Lo ha riferito ieri, in aula bunker a Mestre, un maresciallo in servizio a San Donà, che per anni ha lavorato per tenere sotto controllo la situazione ad Eraclea, finendo anche nel mirino delle minacce. Ad avvisare il sottufficiale dei rischi che stava correndo fu, qualche anno più tardi, il comandante del Nucleo provinciale, il quale lo chiamò a Venezia per metterlo in guardia: «I suoi figli dove vanno a scuola?», gli chiese l'ufficiale, raccomandandogli di parcheggiare la vettura soltanto in luoghi sicuri. «Nessuno, però, mi ha mai minacciato direttamente, né ha cercato di comperarmi», ha precisato il maresciallo.
DUE INTERVENTI
I pm Roberto terzo e Federica Baccaglini lo hanno convocato come testimone per riferire su due interventi da lui svolti tra il 2002 e il 2005. In un caso l'inchiesta è stata poi archiviata e la difesa ha eccepito sulla possibilità di poter ascoltare il maresciallo su vicende già concluse. Ma il Tribunale presieduto da Stefano Manduzio ha rigettato la richiesta dei legali di Donadio, gli avvocati Renato Alberini e Giovanni Gentilini, accogliendo la richiesta della Procura, secondo la quale gli episodi, anche se datati, sono importanti per inquadrare il fenomeno, e le modalità di azione della contestata associazione per delinquere.
COLPI DI PISTOLA
Nell'agosto del 2002 ad Eraclea fu presa di mira l'Agenzia Emiro di Dimitri Basso, contro la quale, nella notte furono esplosi 4 colpi di pistola.
Al loro arrivo i carabinieri raccolsero la testimonianza di un barista, il quale descrisse la vettura sulla quale, dopo gli spari, se ne andarono due soggetti.

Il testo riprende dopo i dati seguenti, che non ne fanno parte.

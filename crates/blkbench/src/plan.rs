//! Access plans: the order in which blocks of the region are visited.
//!
//! A plan always covers the whole region (`region_size / block_size`
//! slots). The driver consumes only the first `access_size / block_size`
//! entries, so a random plan samples a uniformly chosen subset of the region
//! in a uniformly chosen order.

use rand::rngs::StdRng;
use rand::seq::SliceRandom;
use rand::{Rng, SeedableRng};

use crate::config::{BenchmarkConfig, Pattern};

/// Ordered block indices for one run.
#[derive(Debug, Clone, PartialEq, Eq)]
pub struct AccessPlan {
    pattern: Pattern,
    indices: Vec<u64>,
}

impl AccessPlan {
    /// The identity ordering `0, 1, ..., block_count - 1`.
    pub fn sequential(block_count: u64) -> Self {
        Self {
            pattern: Pattern::Sequential,
            indices: (0..block_count).collect(),
        }
    }

    /// A uniform random permutation of `0..block_count`.
    ///
    /// Built as the identity ordering followed by an in-place Fisher-Yates
    /// shuffle, so every index appears exactly once and every permutation is
    /// equally likely given a uniform `rng`.
    pub fn random<R: Rng + ?Sized>(block_count: u64, rng: &mut R) -> Self {
        let mut indices: Vec<u64> = (0..block_count).collect();
        indices.shuffle(rng);
        Self {
            pattern: Pattern::Random,
            indices,
        }
    }

    /// Builds a plan for `pattern`.
    ///
    /// A `seed` makes random plans reproducible; without one the generator
    /// is seeded from the operating system.
    pub fn build(pattern: Pattern, block_count: u64, seed: Option<u64>) -> Self {
        match pattern {
            Pattern::Sequential => Self::sequential(block_count),
            Pattern::Random => {
                let mut rng = seed.map_or_else(StdRng::from_entropy, StdRng::seed_from_u64);
                Self::random(block_count, &mut rng)
            }
        }
    }

    /// Builds the plan covering the region described by `config`.
    pub fn for_config(config: &BenchmarkConfig, seed: Option<u64>) -> Self {
        Self::build(config.pattern(), config.region_block_count(), seed)
    }

    pub fn pattern(&self) -> Pattern {
        self.pattern
    }

    /// Number of block slots in the plan.
    pub fn len(&self) -> usize {
        self.indices.len()
    }

    pub fn is_empty(&self) -> bool {
        self.indices.is_empty()
    }

    pub fn indices(&self) -> &[u64] {
        &self.indices
    }

    /// Byte offsets of the first `limit` entries for transfers of
    /// `block_size` bytes.
    pub fn offsets(&self, block_size: u64, limit: usize) -> impl Iterator<Item = u64> + '_ {
        self.indices
            .iter()
            .take(limit)
            .map(move |&index| index * block_size)
    }
}

#[cfg(test)]
mod tests {
    use proptest::prelude::*;

    use super::*;

    #[test]
    fn sequential_is_identity() {
        let plan = AccessPlan::sequential(5);
        assert_eq!(plan.indices(), &[0, 1, 2, 3, 4]);
        assert_eq!(plan.pattern(), Pattern::Sequential);
    }

    #[test]
    fn empty_and_single_block_plans() {
        assert!(AccessPlan::sequential(0).is_empty());
        assert!(AccessPlan::build(Pattern::Random, 0, Some(1)).is_empty());
        assert_eq!(AccessPlan::build(Pattern::Random, 1, None).indices(), &[0]);
    }

    #[test]
    fn offsets_are_truncated_and_scaled() {
        let plan = AccessPlan::sequential(16);
        let offsets: Vec<u64> = plan.offsets(65536, 4).collect();
        assert_eq!(offsets, vec![0, 65536, 131_072, 196_608]);
    }

    #[test]
    fn seeded_plans_are_reproducible() {
        let a = AccessPlan::build(Pattern::Random, 1000, Some(42));
        let b = AccessPlan::build(Pattern::Random, 1000, Some(42));
        assert_eq!(a, b);
    }

    #[test]
    fn random_plan_differs_from_identity() {
        let plan = AccessPlan::build(Pattern::Random, 4096, None);
        let identity = AccessPlan::sequential(4096);
        assert_ne!(plan.indices(), identity.indices());
        assert_eq!(plan.pattern(), Pattern::Random);
    }

    proptest! {
        /// A random plan contains every index of the region exactly once.
        #[test]
        fn prop_random_plan_is_permutation(block_count in 0u64..2048, seed in any::<u64>()) {
            let plan = AccessPlan::build(Pattern::Random, block_count, Some(seed));
            prop_assert_eq!(plan.len() as u64, block_count);

            let mut sorted = plan.indices().to_vec();
            sorted.sort_unstable();
            prop_assert_eq!(sorted, AccessPlan::sequential(block_count).indices().to_vec());
        }

        /// The first `limit` offsets are distinct block-aligned positions inside the region.
        #[test]
        fn prop_offsets_stay_in_region(
            block_count in 1u64..1024,
            block_shift in 9u32..17,
            seed in any::<u64>(),
        ) {
            let block_size = 1u64 << block_shift;
            let limit = (block_count / 2).max(1) as usize;
            let plan = AccessPlan::build(Pattern::Random, block_count, Some(seed));

            let offsets: Vec<u64> = plan.offsets(block_size, limit).collect();
            prop_assert_eq!(offsets.len(), limit);
            for &offset in &offsets {
                prop_assert_eq!(offset % block_size, 0);
                prop_assert!(offset < block_count * block_size);
            }
            let mut unique = offsets.clone();
            unique.sort_unstable();
            unique.dedup();
            prop_assert_eq!(unique.len(), offsets.len());
        }
    }
}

Il modello e le prime cifre della targa coincidevano con una delle auto utilizzate dagli uomini di Donadio e così iniziarono le ricerche. La vettura, un'Opel Kadett, era parcheggiata in piazza Garibaldi e, nel corso di alcune perquisizioni, a casa di Tommaso Napoletano (condannato mercoledì con rito abbreviato a 9 anni di reclusione per associazione di stampo mafioso) fu trovata una pistola con un solo proiettile e quattro mancanti, e l'uomo fu arrestato.
I proiettili rinvenuti in una scatola nell'abitazione di Napoletano erano dello stesso tipo dell'arma per la quale Donadio aveva il porto d'armi e i carabinieri hanno indagato per cercare conferma di possibili relazioni. Ma nessuna prova è stata raggiunta.
Il secondo episodio ricostruito in aula riguarda un presunto prestito usuraio accordato da Donadio ad un'esercente che denunciò Raffaele Buonanno e Christian Sgnaolin (quest'ultimo braccio destro del boss, condannato mercoledì con abbreviato a 5 anni e 10 mesi) facendoli arrestare per tentata estorsione mentre si erano recati nella sua azienda a riscuotere il dovuto. Nella successiva perquisizione, a casa Buonanno i militari dell'Arma sequestrarono una quindicina di assegni rilasciati da altre persone. L'inchiesta si concluse poi con un'archiviazione.
IN BANCA COL PRESTANOME
Il maresciallo dei carabinieri ha poi raccontato che la stessa esercente che non poteva ottenere linee di credito ufficiali in quanto già protestata, fu portata da Donadio da un amico direttore di banca, a Stretti di Eraclea, il quale le fece ottenere un fido facendo figurare come prestanome un'amica della donna.
Secondo la difesa di Donadio, però, la vicenda sarebbe andata in maniera diversa e per dimostrarlo ha chiesto di poter ascoltare due direttori di banca. Il boss nega di aver fatto un prestito all'amica esercente, sostenendo di essersi limitato ad introdurla ad un direttore per farle ottenere un fido. Successivamente, per evitare problemi allo stesso direttore, avrebbe saldato le scoperture della donna versando oltre 30 mila euro e questa sarebbe la somma di cui, successivamente, le avrebbe chiesto la restituzione per tramite di Buonanno e Sgnaolin.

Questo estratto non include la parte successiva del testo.